## WHAT YOU NEED TO DO:
For every line in the material below that holds "before", report the line.

## DATA SHOWN:
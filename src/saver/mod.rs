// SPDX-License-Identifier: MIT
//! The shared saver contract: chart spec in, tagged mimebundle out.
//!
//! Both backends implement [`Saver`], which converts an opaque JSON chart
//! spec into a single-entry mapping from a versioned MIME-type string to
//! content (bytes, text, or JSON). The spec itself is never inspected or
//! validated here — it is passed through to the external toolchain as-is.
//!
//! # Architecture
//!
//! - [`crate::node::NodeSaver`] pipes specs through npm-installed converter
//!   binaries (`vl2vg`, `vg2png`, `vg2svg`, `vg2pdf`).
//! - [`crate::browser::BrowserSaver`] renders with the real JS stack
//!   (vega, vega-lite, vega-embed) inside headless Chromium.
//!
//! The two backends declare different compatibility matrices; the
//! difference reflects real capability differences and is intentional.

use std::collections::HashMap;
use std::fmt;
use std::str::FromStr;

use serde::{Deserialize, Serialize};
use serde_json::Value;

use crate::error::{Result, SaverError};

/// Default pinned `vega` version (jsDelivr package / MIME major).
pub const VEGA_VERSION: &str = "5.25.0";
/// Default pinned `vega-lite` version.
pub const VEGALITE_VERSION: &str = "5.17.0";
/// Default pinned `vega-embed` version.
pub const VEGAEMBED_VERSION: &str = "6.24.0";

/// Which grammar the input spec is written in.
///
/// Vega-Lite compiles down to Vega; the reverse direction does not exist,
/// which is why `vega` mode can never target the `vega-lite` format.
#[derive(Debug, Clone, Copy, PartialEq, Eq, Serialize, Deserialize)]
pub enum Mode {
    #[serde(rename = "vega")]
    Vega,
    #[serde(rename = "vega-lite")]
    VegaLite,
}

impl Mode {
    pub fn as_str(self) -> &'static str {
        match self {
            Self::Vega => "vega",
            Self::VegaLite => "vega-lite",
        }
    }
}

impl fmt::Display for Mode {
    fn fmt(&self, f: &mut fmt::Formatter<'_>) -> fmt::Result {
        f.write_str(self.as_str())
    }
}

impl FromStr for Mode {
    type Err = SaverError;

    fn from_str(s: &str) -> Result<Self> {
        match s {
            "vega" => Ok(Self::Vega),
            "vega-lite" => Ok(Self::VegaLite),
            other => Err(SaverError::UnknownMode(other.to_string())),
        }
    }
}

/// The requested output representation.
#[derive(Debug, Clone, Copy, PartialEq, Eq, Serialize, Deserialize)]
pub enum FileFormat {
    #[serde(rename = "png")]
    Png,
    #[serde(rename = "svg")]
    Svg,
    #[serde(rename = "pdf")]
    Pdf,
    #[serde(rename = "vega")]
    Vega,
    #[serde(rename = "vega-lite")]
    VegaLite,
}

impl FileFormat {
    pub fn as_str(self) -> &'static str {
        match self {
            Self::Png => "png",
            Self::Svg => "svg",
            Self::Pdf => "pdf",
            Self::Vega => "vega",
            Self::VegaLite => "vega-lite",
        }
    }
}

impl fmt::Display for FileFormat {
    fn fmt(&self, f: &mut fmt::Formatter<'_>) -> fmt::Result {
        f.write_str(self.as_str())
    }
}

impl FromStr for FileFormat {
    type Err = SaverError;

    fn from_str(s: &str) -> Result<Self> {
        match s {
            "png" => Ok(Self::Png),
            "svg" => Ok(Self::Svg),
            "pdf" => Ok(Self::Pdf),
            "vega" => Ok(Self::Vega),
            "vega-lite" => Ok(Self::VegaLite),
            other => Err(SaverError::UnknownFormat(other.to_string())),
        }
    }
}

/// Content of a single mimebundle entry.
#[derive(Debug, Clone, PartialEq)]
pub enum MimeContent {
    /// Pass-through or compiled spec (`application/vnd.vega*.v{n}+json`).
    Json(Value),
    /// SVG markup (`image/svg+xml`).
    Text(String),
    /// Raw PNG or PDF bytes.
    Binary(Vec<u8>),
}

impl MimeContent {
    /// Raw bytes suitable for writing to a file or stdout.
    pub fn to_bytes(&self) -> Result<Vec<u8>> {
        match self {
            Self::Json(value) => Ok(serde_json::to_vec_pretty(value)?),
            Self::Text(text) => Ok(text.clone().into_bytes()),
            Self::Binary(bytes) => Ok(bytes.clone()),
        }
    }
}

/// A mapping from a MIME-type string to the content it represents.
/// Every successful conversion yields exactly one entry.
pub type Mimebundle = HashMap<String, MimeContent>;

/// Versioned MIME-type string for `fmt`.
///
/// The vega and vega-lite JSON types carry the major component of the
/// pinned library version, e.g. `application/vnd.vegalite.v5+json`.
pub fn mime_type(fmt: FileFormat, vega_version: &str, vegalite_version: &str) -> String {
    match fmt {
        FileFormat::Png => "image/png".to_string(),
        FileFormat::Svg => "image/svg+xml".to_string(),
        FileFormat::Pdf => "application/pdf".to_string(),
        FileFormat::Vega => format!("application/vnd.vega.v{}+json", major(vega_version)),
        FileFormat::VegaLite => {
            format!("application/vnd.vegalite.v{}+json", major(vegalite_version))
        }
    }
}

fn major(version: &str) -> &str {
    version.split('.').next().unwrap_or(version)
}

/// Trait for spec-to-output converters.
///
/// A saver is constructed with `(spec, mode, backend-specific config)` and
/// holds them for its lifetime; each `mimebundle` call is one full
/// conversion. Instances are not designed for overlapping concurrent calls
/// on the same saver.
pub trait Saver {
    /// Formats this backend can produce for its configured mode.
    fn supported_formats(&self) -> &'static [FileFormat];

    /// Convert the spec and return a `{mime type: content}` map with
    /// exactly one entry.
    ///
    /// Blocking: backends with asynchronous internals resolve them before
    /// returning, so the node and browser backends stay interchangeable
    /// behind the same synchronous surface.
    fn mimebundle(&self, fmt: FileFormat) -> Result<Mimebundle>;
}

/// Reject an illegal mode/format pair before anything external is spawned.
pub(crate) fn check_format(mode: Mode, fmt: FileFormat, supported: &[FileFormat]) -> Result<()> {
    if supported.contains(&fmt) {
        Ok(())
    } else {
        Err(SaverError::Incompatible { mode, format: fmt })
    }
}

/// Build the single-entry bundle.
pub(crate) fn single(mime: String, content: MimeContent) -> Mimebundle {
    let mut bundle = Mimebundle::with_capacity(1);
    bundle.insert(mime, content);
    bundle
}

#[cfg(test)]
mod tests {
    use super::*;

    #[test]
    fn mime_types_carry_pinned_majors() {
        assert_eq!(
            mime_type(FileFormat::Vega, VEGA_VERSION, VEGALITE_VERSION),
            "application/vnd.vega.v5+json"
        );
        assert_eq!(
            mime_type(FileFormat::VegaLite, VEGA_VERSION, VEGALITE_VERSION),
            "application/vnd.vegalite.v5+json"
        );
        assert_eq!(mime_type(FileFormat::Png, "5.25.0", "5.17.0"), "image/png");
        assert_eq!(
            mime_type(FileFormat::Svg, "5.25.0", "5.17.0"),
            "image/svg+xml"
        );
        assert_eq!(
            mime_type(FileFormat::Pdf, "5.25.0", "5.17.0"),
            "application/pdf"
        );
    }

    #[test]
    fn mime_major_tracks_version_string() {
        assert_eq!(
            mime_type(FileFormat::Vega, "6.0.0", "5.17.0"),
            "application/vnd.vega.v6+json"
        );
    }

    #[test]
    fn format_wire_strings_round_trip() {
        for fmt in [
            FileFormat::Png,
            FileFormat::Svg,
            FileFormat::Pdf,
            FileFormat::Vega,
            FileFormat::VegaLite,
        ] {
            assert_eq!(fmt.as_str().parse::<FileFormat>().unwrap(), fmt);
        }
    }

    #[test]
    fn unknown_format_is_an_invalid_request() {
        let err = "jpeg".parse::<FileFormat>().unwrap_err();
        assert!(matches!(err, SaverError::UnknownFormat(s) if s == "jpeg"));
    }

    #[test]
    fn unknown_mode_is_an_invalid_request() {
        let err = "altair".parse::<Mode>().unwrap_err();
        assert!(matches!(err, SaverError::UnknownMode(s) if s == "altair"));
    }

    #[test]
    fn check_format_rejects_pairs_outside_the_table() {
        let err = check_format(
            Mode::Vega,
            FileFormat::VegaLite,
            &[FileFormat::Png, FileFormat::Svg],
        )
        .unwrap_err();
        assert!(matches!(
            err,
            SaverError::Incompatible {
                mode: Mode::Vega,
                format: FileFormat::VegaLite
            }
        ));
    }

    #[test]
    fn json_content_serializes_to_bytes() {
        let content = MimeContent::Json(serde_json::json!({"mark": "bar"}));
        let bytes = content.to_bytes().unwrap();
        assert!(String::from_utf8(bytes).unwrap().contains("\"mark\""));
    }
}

## RESPONSE BOX:
    /// Blocking: backends with asynchronous internals resolve them before
/// Reject an illegal mode/format pair before anything external is spawned.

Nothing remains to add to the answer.